• _WHAT TO DO_
Only one stretch of the records below is wanted: the lines from the one holding "pub fn new(config: GeneratorConfig)" through the one holding "Origin/destination strings are". Return it exactly, both ends included.

• _Stored data entries_
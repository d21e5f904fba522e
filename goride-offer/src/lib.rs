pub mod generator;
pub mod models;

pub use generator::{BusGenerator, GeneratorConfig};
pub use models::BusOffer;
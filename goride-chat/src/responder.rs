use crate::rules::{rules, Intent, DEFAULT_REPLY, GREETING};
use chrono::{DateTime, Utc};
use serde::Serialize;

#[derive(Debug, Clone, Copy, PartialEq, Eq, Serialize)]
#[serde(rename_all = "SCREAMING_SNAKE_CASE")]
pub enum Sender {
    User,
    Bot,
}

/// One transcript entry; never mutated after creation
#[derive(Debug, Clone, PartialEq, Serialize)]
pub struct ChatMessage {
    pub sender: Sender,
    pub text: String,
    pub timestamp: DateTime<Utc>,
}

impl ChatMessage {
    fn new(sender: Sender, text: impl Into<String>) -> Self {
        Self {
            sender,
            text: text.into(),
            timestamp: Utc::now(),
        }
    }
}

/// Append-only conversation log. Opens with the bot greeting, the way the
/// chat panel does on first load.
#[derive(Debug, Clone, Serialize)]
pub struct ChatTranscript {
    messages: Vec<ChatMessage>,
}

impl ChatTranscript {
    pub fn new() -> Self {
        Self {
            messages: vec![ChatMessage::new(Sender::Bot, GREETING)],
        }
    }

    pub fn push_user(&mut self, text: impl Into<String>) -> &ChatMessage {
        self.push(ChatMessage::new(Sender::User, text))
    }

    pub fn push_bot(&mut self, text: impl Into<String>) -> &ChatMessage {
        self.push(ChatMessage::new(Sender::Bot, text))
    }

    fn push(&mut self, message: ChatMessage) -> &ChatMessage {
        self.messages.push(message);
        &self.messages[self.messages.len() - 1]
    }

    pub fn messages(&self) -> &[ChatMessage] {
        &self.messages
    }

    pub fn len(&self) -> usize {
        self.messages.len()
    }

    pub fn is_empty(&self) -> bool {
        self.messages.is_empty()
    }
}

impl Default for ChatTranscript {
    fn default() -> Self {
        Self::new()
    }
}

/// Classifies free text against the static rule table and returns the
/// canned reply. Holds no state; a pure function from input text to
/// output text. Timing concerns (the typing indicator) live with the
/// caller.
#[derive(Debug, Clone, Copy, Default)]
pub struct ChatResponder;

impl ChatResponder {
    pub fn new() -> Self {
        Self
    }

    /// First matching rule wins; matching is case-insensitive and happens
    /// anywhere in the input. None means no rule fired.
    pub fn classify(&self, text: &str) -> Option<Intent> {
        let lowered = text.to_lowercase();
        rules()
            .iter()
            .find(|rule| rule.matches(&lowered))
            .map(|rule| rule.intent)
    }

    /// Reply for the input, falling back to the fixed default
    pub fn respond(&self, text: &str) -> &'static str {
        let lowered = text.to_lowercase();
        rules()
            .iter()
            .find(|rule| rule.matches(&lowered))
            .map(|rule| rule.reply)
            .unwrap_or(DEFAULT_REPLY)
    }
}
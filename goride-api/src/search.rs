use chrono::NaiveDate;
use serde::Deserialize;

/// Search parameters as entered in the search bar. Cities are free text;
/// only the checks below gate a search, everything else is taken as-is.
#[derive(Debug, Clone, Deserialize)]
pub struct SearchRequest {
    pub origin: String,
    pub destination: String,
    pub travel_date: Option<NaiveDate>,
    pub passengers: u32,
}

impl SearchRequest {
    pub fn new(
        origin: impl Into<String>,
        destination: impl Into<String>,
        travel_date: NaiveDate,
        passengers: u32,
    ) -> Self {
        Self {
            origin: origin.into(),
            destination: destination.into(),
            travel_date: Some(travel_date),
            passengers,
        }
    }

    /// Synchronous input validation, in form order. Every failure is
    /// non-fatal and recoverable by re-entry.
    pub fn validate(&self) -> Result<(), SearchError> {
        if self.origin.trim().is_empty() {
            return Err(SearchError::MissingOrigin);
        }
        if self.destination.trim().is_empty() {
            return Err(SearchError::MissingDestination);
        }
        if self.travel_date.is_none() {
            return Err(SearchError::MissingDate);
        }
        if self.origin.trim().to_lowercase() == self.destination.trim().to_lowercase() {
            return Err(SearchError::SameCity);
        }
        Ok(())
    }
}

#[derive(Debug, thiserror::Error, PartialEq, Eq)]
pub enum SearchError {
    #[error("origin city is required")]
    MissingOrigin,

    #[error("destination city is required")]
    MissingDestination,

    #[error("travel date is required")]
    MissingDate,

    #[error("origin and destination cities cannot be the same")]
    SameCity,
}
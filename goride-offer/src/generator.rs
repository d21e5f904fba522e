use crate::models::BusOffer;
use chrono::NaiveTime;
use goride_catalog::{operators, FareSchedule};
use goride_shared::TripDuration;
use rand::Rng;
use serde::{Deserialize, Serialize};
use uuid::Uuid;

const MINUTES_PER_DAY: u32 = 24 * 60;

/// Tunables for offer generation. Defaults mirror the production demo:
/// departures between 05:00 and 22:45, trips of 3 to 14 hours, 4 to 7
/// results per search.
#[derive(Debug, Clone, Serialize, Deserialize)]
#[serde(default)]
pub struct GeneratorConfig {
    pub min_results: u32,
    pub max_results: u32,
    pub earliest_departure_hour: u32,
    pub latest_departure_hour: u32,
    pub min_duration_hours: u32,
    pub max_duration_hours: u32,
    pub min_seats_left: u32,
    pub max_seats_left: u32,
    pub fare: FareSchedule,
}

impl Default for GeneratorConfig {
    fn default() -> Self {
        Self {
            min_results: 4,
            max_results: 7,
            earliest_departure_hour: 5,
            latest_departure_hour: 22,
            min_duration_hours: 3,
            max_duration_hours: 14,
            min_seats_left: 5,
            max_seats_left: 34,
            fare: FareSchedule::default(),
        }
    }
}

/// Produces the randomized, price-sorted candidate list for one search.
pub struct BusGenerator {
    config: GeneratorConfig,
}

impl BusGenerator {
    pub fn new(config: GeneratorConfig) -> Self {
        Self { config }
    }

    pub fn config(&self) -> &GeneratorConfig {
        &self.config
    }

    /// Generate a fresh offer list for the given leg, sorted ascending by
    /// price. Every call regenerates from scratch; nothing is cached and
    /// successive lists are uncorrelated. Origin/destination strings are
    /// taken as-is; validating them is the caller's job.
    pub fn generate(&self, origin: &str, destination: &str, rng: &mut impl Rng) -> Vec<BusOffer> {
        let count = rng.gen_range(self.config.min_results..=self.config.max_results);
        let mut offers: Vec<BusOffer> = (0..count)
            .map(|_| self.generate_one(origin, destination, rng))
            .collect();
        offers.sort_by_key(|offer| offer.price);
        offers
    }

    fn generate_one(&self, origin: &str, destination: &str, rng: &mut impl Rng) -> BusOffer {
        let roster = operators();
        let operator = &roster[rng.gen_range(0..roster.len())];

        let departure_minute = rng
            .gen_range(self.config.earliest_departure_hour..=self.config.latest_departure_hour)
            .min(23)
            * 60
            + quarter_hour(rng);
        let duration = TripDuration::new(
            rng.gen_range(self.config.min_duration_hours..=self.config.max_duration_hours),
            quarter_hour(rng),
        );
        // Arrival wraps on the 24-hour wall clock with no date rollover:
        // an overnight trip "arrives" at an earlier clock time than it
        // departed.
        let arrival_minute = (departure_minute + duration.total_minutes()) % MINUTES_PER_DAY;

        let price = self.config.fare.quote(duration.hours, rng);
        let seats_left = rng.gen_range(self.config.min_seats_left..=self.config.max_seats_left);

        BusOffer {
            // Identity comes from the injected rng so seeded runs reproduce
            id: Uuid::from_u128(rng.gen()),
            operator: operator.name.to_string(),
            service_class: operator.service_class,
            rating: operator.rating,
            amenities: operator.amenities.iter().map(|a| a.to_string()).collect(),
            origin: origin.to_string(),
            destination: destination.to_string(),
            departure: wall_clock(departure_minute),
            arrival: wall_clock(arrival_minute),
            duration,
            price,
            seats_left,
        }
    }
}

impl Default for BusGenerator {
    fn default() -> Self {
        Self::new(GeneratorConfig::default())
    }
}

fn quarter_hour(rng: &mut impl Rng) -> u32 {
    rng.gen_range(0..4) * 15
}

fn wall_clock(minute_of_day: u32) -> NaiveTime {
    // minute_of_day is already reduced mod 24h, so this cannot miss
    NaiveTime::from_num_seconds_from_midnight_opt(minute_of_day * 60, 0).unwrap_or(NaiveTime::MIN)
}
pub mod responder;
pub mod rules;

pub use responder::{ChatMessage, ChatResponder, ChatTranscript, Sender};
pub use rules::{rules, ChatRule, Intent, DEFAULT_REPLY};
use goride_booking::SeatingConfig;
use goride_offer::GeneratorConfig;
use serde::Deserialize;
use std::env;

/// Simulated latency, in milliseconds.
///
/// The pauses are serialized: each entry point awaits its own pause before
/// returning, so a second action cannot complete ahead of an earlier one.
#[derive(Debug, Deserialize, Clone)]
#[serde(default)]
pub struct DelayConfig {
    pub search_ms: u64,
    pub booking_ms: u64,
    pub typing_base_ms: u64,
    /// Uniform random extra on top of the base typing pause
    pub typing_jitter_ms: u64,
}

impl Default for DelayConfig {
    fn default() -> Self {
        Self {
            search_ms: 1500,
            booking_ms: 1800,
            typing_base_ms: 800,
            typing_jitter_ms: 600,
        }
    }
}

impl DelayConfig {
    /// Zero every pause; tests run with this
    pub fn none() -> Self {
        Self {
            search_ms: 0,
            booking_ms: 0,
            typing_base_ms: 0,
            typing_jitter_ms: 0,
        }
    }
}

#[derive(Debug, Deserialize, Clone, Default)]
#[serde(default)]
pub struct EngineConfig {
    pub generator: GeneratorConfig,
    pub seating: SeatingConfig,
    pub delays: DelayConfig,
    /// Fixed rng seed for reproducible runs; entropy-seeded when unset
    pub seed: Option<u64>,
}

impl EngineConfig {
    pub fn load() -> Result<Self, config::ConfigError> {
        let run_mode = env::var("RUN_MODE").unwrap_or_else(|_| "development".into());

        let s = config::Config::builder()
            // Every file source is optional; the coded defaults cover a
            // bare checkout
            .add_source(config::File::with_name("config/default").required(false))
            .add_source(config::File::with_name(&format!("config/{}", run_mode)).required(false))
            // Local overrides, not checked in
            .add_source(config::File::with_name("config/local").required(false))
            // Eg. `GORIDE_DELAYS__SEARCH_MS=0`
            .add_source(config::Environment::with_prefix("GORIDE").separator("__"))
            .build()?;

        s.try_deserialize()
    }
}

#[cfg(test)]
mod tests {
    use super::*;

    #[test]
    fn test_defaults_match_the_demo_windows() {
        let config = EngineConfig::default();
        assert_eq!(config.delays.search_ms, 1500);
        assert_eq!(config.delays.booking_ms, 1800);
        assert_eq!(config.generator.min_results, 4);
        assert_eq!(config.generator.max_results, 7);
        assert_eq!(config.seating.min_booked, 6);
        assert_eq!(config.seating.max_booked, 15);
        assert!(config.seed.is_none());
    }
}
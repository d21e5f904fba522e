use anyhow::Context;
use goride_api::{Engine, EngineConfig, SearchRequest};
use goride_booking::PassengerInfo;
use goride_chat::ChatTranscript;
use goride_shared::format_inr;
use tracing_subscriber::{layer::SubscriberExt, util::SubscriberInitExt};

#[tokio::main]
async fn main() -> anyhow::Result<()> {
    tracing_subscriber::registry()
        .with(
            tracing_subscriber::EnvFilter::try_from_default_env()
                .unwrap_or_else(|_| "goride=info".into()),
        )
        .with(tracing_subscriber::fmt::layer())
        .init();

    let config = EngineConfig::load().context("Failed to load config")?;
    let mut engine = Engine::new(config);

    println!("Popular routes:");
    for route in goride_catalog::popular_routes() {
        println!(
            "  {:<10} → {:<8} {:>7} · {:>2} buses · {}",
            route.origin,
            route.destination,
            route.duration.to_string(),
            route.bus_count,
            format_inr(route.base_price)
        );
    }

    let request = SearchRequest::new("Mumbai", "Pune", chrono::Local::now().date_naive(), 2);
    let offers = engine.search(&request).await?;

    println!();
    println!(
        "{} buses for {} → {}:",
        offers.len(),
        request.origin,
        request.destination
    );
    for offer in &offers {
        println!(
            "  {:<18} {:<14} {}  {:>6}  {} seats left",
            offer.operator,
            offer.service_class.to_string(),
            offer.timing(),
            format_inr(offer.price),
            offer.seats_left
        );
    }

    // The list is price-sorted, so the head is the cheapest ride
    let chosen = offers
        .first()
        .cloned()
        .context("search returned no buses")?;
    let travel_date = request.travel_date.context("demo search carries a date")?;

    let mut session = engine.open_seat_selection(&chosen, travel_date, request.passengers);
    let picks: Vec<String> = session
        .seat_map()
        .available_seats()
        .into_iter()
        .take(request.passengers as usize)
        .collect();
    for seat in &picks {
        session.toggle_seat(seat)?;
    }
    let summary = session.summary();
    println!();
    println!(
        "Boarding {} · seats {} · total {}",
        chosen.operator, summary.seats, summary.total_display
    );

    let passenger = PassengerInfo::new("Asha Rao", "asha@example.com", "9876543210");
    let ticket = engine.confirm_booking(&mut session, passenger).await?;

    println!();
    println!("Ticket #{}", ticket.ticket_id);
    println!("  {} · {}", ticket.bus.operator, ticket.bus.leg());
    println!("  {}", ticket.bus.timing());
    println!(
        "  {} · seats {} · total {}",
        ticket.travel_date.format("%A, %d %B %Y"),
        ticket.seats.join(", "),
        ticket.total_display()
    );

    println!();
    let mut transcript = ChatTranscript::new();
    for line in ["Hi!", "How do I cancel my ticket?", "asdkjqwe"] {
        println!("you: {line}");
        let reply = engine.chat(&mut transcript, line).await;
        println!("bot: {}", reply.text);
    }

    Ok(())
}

• _EXERCISE OUTPUT_
    pub fn new(config: GeneratorConfig) -> Self {
        Self { config }
    }

    pub fn config(&self) -> &GeneratorConfig {
        &self.config
    }

    /// Generate a fresh offer list for the given leg, sorted ascending by
    /// price. Every call regenerates from scratch; nothing is cached and
    /// successive lists are uncorrelated. Origin/destination strings are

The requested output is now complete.